Dataset records
--*--

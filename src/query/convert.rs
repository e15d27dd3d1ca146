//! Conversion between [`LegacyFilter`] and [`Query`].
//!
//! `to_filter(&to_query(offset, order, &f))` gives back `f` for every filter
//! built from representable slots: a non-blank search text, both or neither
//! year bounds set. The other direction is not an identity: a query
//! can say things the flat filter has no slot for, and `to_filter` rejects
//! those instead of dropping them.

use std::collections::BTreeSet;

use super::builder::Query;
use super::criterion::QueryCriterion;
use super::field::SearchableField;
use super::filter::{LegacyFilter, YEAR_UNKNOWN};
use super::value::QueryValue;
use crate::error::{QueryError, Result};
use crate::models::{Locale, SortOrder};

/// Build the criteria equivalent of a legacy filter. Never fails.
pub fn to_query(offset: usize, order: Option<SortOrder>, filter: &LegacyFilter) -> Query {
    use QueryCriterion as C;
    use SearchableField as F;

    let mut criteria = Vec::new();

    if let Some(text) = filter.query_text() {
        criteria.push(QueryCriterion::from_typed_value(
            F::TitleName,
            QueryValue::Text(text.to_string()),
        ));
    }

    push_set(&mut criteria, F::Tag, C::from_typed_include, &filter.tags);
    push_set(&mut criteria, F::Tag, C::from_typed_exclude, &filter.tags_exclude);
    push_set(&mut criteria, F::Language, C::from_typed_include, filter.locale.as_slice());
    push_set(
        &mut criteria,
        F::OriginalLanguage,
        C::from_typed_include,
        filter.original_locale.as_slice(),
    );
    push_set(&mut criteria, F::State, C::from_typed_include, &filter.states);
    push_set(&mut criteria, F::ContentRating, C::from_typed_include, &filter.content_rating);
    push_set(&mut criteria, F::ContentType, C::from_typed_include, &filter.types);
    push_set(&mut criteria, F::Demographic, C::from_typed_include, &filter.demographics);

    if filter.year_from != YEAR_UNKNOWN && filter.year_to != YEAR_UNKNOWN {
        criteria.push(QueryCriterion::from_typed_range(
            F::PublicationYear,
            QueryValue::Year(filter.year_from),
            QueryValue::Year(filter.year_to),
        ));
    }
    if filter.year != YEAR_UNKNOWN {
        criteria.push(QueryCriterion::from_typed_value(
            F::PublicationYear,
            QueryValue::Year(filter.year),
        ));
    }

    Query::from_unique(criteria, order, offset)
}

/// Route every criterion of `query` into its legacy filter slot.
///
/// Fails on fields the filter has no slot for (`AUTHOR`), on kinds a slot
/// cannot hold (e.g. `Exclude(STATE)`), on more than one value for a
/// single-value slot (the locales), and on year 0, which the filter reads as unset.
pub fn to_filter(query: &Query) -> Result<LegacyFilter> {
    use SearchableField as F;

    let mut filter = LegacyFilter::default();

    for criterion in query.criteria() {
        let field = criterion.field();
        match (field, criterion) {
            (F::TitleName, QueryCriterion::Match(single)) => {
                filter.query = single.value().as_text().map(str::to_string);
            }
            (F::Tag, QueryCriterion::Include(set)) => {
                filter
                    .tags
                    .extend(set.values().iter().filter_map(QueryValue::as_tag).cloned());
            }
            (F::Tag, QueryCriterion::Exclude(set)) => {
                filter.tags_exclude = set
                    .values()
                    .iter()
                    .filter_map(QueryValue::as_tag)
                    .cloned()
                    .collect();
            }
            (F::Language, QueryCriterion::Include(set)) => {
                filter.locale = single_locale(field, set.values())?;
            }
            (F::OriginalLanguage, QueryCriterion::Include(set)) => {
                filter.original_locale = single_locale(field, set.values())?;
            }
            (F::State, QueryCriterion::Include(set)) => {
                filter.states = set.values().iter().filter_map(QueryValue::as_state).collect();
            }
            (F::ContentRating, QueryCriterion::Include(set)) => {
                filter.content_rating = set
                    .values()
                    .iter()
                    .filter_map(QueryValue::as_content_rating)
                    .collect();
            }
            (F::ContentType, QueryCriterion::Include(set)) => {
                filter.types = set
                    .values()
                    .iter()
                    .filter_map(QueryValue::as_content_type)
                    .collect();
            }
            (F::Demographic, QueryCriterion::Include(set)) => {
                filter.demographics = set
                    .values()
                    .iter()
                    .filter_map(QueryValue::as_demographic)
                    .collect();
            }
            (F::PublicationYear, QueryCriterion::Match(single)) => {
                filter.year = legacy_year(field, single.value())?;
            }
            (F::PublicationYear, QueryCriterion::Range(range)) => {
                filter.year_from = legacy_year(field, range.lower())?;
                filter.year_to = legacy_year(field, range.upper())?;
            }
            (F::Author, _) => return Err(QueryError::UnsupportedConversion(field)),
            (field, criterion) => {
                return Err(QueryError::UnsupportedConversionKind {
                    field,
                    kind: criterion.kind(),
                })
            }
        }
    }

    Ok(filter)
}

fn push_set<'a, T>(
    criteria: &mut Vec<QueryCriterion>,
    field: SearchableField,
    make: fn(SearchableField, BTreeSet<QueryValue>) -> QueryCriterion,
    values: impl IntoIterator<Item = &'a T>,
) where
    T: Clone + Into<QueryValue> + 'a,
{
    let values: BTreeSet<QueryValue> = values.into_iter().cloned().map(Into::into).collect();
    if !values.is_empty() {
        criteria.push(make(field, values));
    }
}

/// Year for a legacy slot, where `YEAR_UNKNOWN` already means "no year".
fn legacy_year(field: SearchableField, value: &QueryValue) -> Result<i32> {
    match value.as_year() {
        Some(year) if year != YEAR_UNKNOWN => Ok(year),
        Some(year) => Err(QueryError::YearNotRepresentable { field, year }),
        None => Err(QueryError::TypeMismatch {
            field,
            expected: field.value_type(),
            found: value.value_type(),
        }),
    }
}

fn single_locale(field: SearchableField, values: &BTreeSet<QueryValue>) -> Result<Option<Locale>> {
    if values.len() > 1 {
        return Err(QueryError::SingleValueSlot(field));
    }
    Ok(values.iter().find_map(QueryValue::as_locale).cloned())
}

--*--

Your instructions
Repeat the listing above in full, word for word.

Exercise output
filename src/query/convert.rs
repository e15d27dd3d1ca146
//! Conversion between [`LegacyFilter`] and [`Query`].
//!
//! `to_filter(&to_query(offset, order, &f))` gives back `f` for every filter
//! built from representable slots: a non-blank search text, both or neither
//! year bounds set. The other direction is not an identity: a query
//! can say things the flat filter has no slot for, and `to_filter` rejects
//! those instead of dropping them.

use std::collections::BTreeSet;

use super::builder::Query;
use super::criterion::QueryCriterion;
use super::field::SearchableField;
use super::filter::{LegacyFilter, YEAR_UNKNOWN};
use super::value::QueryValue;
use crate::error::{QueryError, Result};
use crate::models::{Locale, SortOrder};

/// Build the criteria equivalent of a legacy filter. Never fails.
pub fn to_query(offset: usize, order: Option<SortOrder>, filter: &LegacyFilter) -> Query {
    use QueryCriterion as C;
    use SearchableField as F;

    let mut criteria = Vec::new();

    if let Some(text) = filter.query_text() {
        criteria.push(QueryCriterion::from_typed_value(
            F::TitleName,
            QueryValue::Text(text.to_string()),
        ));
    }

    push_set(&mut criteria, F::Tag, C::from_typed_include, &filter.tags);
    push_set(&mut criteria, F::Tag, C::from_typed_exclude, &filter.tags_exclude);
    push_set(&mut criteria, F::Language, C::from_typed_include, filter.locale.as_slice());
    push_set(
        &mut criteria,
        F::OriginalLanguage,
        C::from_typed_include,
        filter.original_locale.as_slice(),
    );
    push_set(&mut criteria, F::State, C::from_typed_include, &filter.states);
    push_set(&mut criteria, F::ContentRating, C::from_typed_include, &filter.content_rating);
    push_set(&mut criteria, F::ContentType, C::from_typed_include, &filter.types);
    push_set(&mut criteria, F::Demographic, C::from_typed_include, &filter.demographics);

    if filter.year_from != YEAR_UNKNOWN && filter.year_to != YEAR_UNKNOWN {
        criteria.push(QueryCriterion::from_typed_range(
            F::PublicationYear,
            QueryValue::Year(filter.year_from),
            QueryValue::Year(filter.year_to),
        ));
    }
    if filter.year != YEAR_UNKNOWN {
        criteria.push(QueryCriterion::from_typed_value(
            F::PublicationYear,
            QueryValue::Year(filter.year),
        ));
    }

    Query::from_unique(criteria, order, offset)
}

/// Route every criterion of `query` into its legacy filter slot.
///
/// Fails on fields the filter has no slot for (`AUTHOR`), on kinds a slot
/// cannot hold (e.g. `Exclude(STATE)`), on more than one value for a
/// single-value slot (the locales), and on year 0, which the filter reads as unset.
pub fn to_filter(query: &Query) -> Result<LegacyFilter> {
    use SearchableField as F;

    let mut filter = LegacyFilter::default();

    for criterion in query.criteria() {
        let field = criterion.field();
        match (field, criterion) {
            (F::TitleName, QueryCriterion::Match(single)) => {
                filter.query = single.value().as_text().map(str::to_string);
            }
            (F::Tag, QueryCriterion::Include(set)) => {
                filter
                    .tags
                    .extend(set.values().iter().filter_map(QueryValue::as_tag).cloned());
            }
            (F::Tag, QueryCriterion::Exclude(set)) => {
                filter.tags_exclude = set
                    .values()
                    .iter()
                    .filter_map(QueryValue::as_tag)
                    .cloned()
                    .collect();
            }
            (F::Language, QueryCriterion::Include(set)) => {
                filter.locale = single_locale(field, set.values())?;
            }
            (F::OriginalLanguage, QueryCriterion::Include(set)) => {
                filter.original_locale = single_locale(field, set.values())?;
            }
            (F::State, QueryCriterion::Include(set)) => {
                filter.states = set.values().iter().filter_map(QueryValue::as_state).collect();
            }
            (F::ContentRating, QueryCriterion::Include(set)) => {
                filter.content_rating = set
                    .values()
                    .iter()
                    .filter_map(QueryValue::as_content_rating)
                    .collect();
            }
            (F::ContentType, QueryCriterion::Include(set)) => {
                filter.types = set
                    .values()
                    .iter()
                    .filter_map(QueryValue::as_content_type)
                    .collect();
            }
            (F::Demographic, QueryCriterion::Include(set)) => {
                filter.demographics = set
                    .values()
                    .iter()
                    .filter_map(QueryValue::as_demographic)
                    .collect();
            }
            (F::PublicationYear, QueryCriterion::Match(single)) => {
                filter.year = legacy_year(field, single.value())?;
            }
            (F::PublicationYear, QueryCriterion::Range(range)) => {
                filter.year_from = legacy_year(field, range.lower())?;
                filter.year_to = legacy_year(field, range.upper())?;
            }
            (F::Author, _) => return Err(QueryError::UnsupportedConversion(field)),
            (field, criterion) => {
                return Err(QueryError::UnsupportedConversionKind {
                    field,
                    kind: criterion.kind(),
                })
            }
        }
    }

    Ok(filter)
}

fn push_set<'a, T>(
    criteria: &mut Vec<QueryCriterion>,
    field: SearchableField,
    make: fn(SearchableField, BTreeSet<QueryValue>) -> QueryCriterion,
    values: impl IntoIterator<Item = &'a T>,
) where
    T: Clone + Into<QueryValue> + 'a,
{
    let values: BTreeSet<QueryValue> = values.into_iter().cloned().map(Into::into).collect();
    if !values.is_empty() {
        criteria.push(make(field, values));
    }
}

/// Year for a legacy slot, where `YEAR_UNKNOWN` already means "no year".
fn legacy_year(field: SearchableField, value: &QueryValue) -> Result<i32> {
    match value.as_year() {
        Some(year) if year != YEAR_UNKNOWN => Ok(year),
        Some(year) => Err(QueryError::YearNotRepresentable { field, year }),
        None => Err(QueryError::TypeMismatch {
            field,
            expected: field.value_type(),
            found: value.value_type(),
        }),
    }
}

fn single_locale(field: SearchableField, values: &BTreeSet<QueryValue>) -> Result<Option<Locale>> {
    if values.len() > 1 {
        return Err(QueryError::SingleValueSlot(field));
    }
    Ok(values.iter().find_map(QueryValue::as_locale).cloned())
}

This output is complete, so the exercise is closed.